En termes de dynamique financière (nous analyserons les données en USD plutôt qu’en SEK pour assurer une meilleure lisibilité) à un prix de 140 SEK, nous sommes sur une capitalisation boursière de 400 millions de dollars, c’est à dire que le groupe cote moins de trois fois son le cash profit (free cash flow) moyen sur les trois dernières années (qui sont à périmètre comparable, même s’il faut dire que le free cash flow en 2020 a été fortuitement gonflé par une importante libération de BFR, le besoin en fonds de roulement).

Ce type d’évaluation est généralement réservé aux entreprises vouées à une mort quasi certaine à court terme. La valorisation actuelle peut refléter la situation économique extrêmement difficile en Allemagne ainsi que les difficultés de la chaîne d’approvisionnement dans les semi-conducteurs qui, selon la direction, ont assez affecté le groupe. Mais tout de même, il semble exagérément faible.

Côté bilan, c’est plutôt correct avec une dette à long terme comprise entre deux et trois fois le cash-flow libre, et deux fois l’EBITDA. Ses charges d’intérêts sont amplement couvertes par l’EBIT (plus de cinq fois). Il faut s’attendre à une compression du résultat opérationnel cette année (effet conjugué de la hausse de l’énergie et de la récession économique). Cela explique sans doute la valorisation actuelle, en plus de la réaction allergique des investisseurs dès qu’ils entendent le mot « imprimerie » (c’est ainsi qu’Elanders se démarque sur la majorité des screeners, alors que les ¾ du chiffre d’affaires sont liés à la logistique activité).

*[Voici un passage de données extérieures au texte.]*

//! Task records and their lifecycle states.

use chrono::{DateTime, Utc};
use schemars::JsonSchema;
use serde::{Deserialize, Serialize};
use std::fmt;
use uuid::Uuid;

use crate::settings::VideoSettings;

/// Unique identifier for a generation task.
#[derive(Debug, Clone, PartialEq, Eq, Hash, Serialize, Deserialize, JsonSchema)]
#[serde(transparent)]
pub struct TaskId(pub String);

impl TaskId {
    /// Generate a new random task ID.
    pub fn new() -> Self {
        Self(Uuid::new_v4().to_string())
    }

    /// Create from an existing string.
    pub fn from_string(s: impl Into<String>) -> Self {
        Self(s.into())
    }

    /// Get the inner string.
    pub fn as_str(&self) -> &str {
        &self.0
    }
}

impl Default for TaskId {
    fn default() -> Self {
        Self::new()
    }
}

impl fmt::Display for TaskId {
    fn fmt(&self, f: &mut fmt::Formatter<'_>) -> fmt::Result {
        write!(f, "{}", self.0)
    }
}

impl From<String> for TaskId {
    fn from(s: String) -> Self {
        Self(s)
    }
}

impl From<&str> for TaskId {
    fn from(s: &str) -> Self {
        Self(s.to_string())
    }
}

/// Task lifecycle state.
#[derive(Debug, Clone, Copy, PartialEq, Eq, Hash, Serialize, Deserialize, JsonSchema, Default)]
#[serde(rename_all = "snake_case")]
pub enum TaskStatus {
    /// Submitted, worker not started yet
    #[default]
    Queued,
    /// Worker is running the pipeline
    Processing,
    /// Cancellation requested, worker has not reached a checkpoint yet
    Cancelling,
    /// Cancellation observed at a checkpoint; terminal
    Cancelled,
    /// Pipeline finished with a result; terminal
    Completed,
    /// Pipeline failed; terminal
    Failed,
}

impl TaskStatus {
    pub fn as_str(&self) -> &'static str {
        match self {
            TaskStatus::Queued => "queued",
            TaskStatus::Processing => "processing",
            TaskStatus::Cancelling => "cancelling",
            TaskStatus::Cancelled => "cancelled",
            TaskStatus::Completed => "completed",
            TaskStatus::Failed => "failed",
        }
    }

    pub fn is_terminal(&self) -> bool {
        matches!(
            self,
            TaskStatus::Cancelled | TaskStatus::Completed | TaskStatus::Failed
        )
    }

    /// Cancellation is only accepted before the task reaches a terminal or
    /// already-cancelling state.
    pub fn is_cancellable(&self) -> bool {
        matches!(self, TaskStatus::Queued | TaskStatus::Processing)
    }
}

impl fmt::Display for TaskStatus {
    fn fmt(&self, f: &mut fmt::Formatter<'_>) -> fmt::Result {
        write!(f, "{}", self.as_str())
    }
}

/// Classification of a terminal failure, surfaced to clients.
#[derive(Debug, Clone, Copy, PartialEq, Eq, Serialize, Deserialize, JsonSchema)]
#[serde(rename_all = "snake_case")]
pub enum ErrorKind {
    /// Provider was rate limited or unreachable; retries were exhausted
    TransientProvider,
    /// Provider rejected the request (auth, permissions, not found)
    PermanentProvider,
    /// Structured-output recovery produced no usable segments
    NoUsableSegments,
    /// No stock footage matched any segment
    NoFootageAvailable,
    /// Anything else
    Internal,
}

impl ErrorKind {
    pub fn is_retryable(&self) -> bool {
        matches!(self, ErrorKind::TransientProvider | ErrorKind::NoUsableSegments)
    }

    /// A short next-step hint shown alongside the error message.
    pub fn suggestion(&self) -> &'static str {
        match self {
            ErrorKind::TransientProvider => "The service is busy. Please try again shortly.",
            ErrorKind::PermanentProvider => "Check the provider credentials and configuration.",
            ErrorKind::NoUsableSegments => "Try resubmitting, or rephrase the topic.",
            ErrorKind::NoFootageAvailable => "Try a more visual topic.",
            ErrorKind::Internal => "Please try again later.",
        }
    }
}

/// Error descriptor stored on a failed task.
#[derive(Debug, Clone, PartialEq, Serialize, Deserialize, JsonSchema)]
pub struct TaskError {
    pub message: String,
    pub kind: ErrorKind,
    pub retryable: bool,
    pub suggestion: String,
}

impl TaskError {
    pub fn new(kind: ErrorKind, message: impl Into<String>) -> Self {
        Self {
            message: message.into(),
            kind,
            retryable: kind.is_retryable(),
            suggestion: kind.suggestion().to_string(),
        }
    }
}

/// Output reference stored on a completed task.
#[derive(Debug, Clone, PartialEq, Serialize, Deserialize, JsonSchema)]
pub struct TaskResult {
    /// Path or URL of the rendered video.
    pub video_path: String,
}

/// A generation task as held in the task store.
#[derive(Debug, Clone, Serialize, Deserialize, JsonSchema)]
pub struct Task {
    pub id: TaskId,
    pub status: TaskStatus,
    pub topic: String,
    pub settings: VideoSettings,
    /// 0-100, monotonically non-decreasing while processing.
    pub progress: u8,
    /// Human-readable description of the last pipeline step.
    pub message: String,
    pub created_at: DateTime<Utc>,
    pub updated_at: DateTime<Utc>,
    /// Set when cancellation is requested; the worker observes it at the
    /// next stage checkpoint.
    pub cancelled: bool,
    #[serde(skip_serializing_if = "Option::is_none")]
    pub result: Option<TaskResult>,
    #[serde(skip_serializing_if = "Option::is_none")]
    pub error: Option<TaskError>,
}

impl Task {
    /// Create a freshly submitted task.
    pub fn new(topic: impl Into<String>, settings: VideoSettings) -> Self {
        let now = Utc::now();
        Self {
            id: TaskId::new(),
            status: TaskStatus::Queued,
            topic: topic.into(),
            settings,
            progress: 0,
            message: "Waiting to start processing...".to_string(),
            created_at: now,
            updated_at: now,
            cancelled: false,
            result: None,
            error: None,
        }
    }

    /// Worker picked up the task. Only a queued task moves to processing;
    /// a cancellation that won the race keeps its state and is observed at
    /// the first checkpoint.
    pub fn start(&mut self) {
        if self.status != TaskStatus::Queued {
            return;
        }
        self.status = TaskStatus::Processing;
        self.progress = 0;
        self.touch();
    }

    /// Update progress and message mid-pipeline. Progress never goes
    /// backwards.
    pub fn set_progress(&mut self, progress: u8, message: impl Into<String>) {
        self.progress = self.progress.max(progress.min(100));
        self.message = message.into();
        self.touch();
    }

    /// Caller requested cancellation.
    pub fn request_cancel(&mut self) {
        self.status = TaskStatus::Cancelling;
        self.cancelled = true;
        self.message = "Cancellation requested".to_string();
        self.touch();
    }

    /// Worker observed the cancellation flag at a checkpoint.
    pub fn mark_cancelled(&mut self) {
        self.status = TaskStatus::Cancelled;
        self.message = "Task was cancelled by user".to_string();
        self.touch();
    }

    /// Pipeline finished successfully.
    pub fn complete(&mut self, result: TaskResult) {
        self.status = TaskStatus::Completed;
        self.progress = 100;
        self.message = "Video generation complete".to_string();
        self.result = Some(result);
        self.touch();
    }

    /// Pipeline failed terminally.
    pub fn fail(&mut self, error: TaskError) {
        self.status = TaskStatus::Failed;
        self.message = error.message.clone();
        self.error = Some(error);
        self.touch();
    }

    fn touch(&mut self) {
        self.updated_at = Utc::now();
    }
}

#[cfg(test)]
mod tests {
    use super::*;

    fn task() -> Task {
        Task::new("weird facts", VideoSettings::default())
    }

    #[test]
    fn new_task_is_queued() {
        let t = task();
        assert_eq!(t.status, TaskStatus::Queued);
        assert_eq!(t.progress, 0);
        assert!(!t.cancelled);
        assert!(t.status.is_cancellable());
    }

    #[test]
    fn lifecycle_to_completed() {
        let mut t = task();
        t.start();
        assert_eq!(t.status, TaskStatus::Processing);
        t.set_progress(50, "Captions created");
        assert_eq!(t.progress, 50);
        t.complete(TaskResult {
            video_path: "/videos/out.mp4".to_string(),
        });
        assert_eq!(t.status, TaskStatus::Completed);
        assert_eq!(t.progress, 100);
        assert!(t.status.is_terminal());
        assert!(!t.status.is_cancellable());
    }

    #[test]
    fn progress_is_monotonic() {
        let mut t = task();
        t.start();
        t.set_progress(70, "Search terms generated");
        t.set_progress(30, "stale update");
        assert_eq!(t.progress, 70);
    }

    #[test]
    fn start_does_not_override_a_queued_cancellation() {
        let mut t = task();
        t.request_cancel();
        t.start();
        assert_eq!(t.status, TaskStatus::Cancelling);
        assert!(t.cancelled);
    }

    #[test]
    fn cancel_then_observed() {
        let mut t = task();
        t.start();
        t.request_cancel();
        assert_eq!(t.status, TaskStatus::Cancelling);
        assert!(t.cancelled);
        t.mark_cancelled();
        assert_eq!(t.status, TaskStatus::Cancelled);
        assert!(t.status.is_terminal());
        assert!(t.error.is_none());
    }

    #[test]
    fn failure_carries_descriptor() {
        let mut t = task();
        t.start();
        t.fail(TaskError::new(
            ErrorKind::NoFootageAvailable,
            "No background footage matched any segment",
        ));
        assert_eq!(t.status, TaskStatus::Failed);
        let err = t.error.unwrap();
        assert_eq!(err.kind, ErrorKind::NoFootageAvailable);
        assert!(!err.retryable);
        assert!(!err.suggestion.is_empty());
    }

    #[test]
    fn transient_errors_are_retryable() {
        let err = TaskError::new(ErrorKind::TransientProvider, "rate limited");
        assert!(err.retryable);
        let err = TaskError::new(ErrorKind::PermanentProvider, "bad key");
        assert!(!err.retryable);
    }
}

Source : Elanders – Rapport annuel 2021

Si nous voulons être plus prudents (c’est-à-dire ne pas présumer intuitivement qu’Elanders sera en mesure de refinancer sa dette) et commencer sur une base de valeur d’entreprise (capitalisation boursière + dette nette + régime de retraite et provision à long terme), nous sommes environ sur un multiple de 7 à 8 fois le cash profit moyen des trois dernières années (valeur d’entreprise de 1 milliard de dollars contre un free cash flow annuel moyen sur les trois dernières années de 144 millions de dollars). C’est encore très abordable.

Pourtant, loin de reculer, les analystes parient sur une forte progression du chiffre d’affaires sur les trois prochaines années suite aux différentes acquisitions réalisées récemment par le groupe.

De plus, le chemin de croissance au cours de la dernière décennie est stupéfiant : le chiffre d’affaires croît à un TCAC de 17 % entre 2011 et 2021 et le flux de trésorerie disponible annuel croît à un TCAC de 31 %. Par action (car il y a différentes augmentations de capital pour financer la croissance externe), nous sommes sur un free cash flow qui progresse à un CAGR de 22% depuis 10 ans. C’est toujours incroyable et cela prouve que vous pouvez grandir même dans une industrie en déclin. Le fait que les profits croissent plus vite que les revenus est le signe d’une bonne gestion et d’acquisitions a priori bien intégrées.

Comme beaucoup de groupes scandinaves, Elanders est donc un bon acquéreur qui sait générer du ROI sur ses opérations de croissance externe. Cela se fait généralement au détriment de la rentabilité mais on constate, après une longue érosion, que les marges semblent plus ou moins stabilisées.

Pour l’analyse, mieux vaut s’appuyer sur le cash-flow libre car il est bien supérieur au résultat comptable grevé par des amortissements importants suite à des M&A. Nous sommes sur un D&A (Depreciation & Amortization) de près de trois fois supérieur aux investissements réels (capex) !

Concernant l’allocation du capital : au cours des 10 dernières années, la société a créé 532 millions de dollars de flux de trésorerie disponibles cumulés, dont ⅘ est allé à l’acquisition et ⅕ a été distribué sous forme de dividendes. De toute évidence, la stratégie ici consiste à développer de manière agressive l’activité logistique et à se concentrer sur la croissance.

Les prises de contrôle récentes par des initiés, certes anecdotiques, mais tout de même plus encourageantes que les ventes, conjuguées à une valorisation particulièrement attractive pour un titre plutôt bien portant en font un cas attractif. C’est une situation qui peut intéresser les professionnels mais aussi les particuliers spécialisés dans l’investissement value.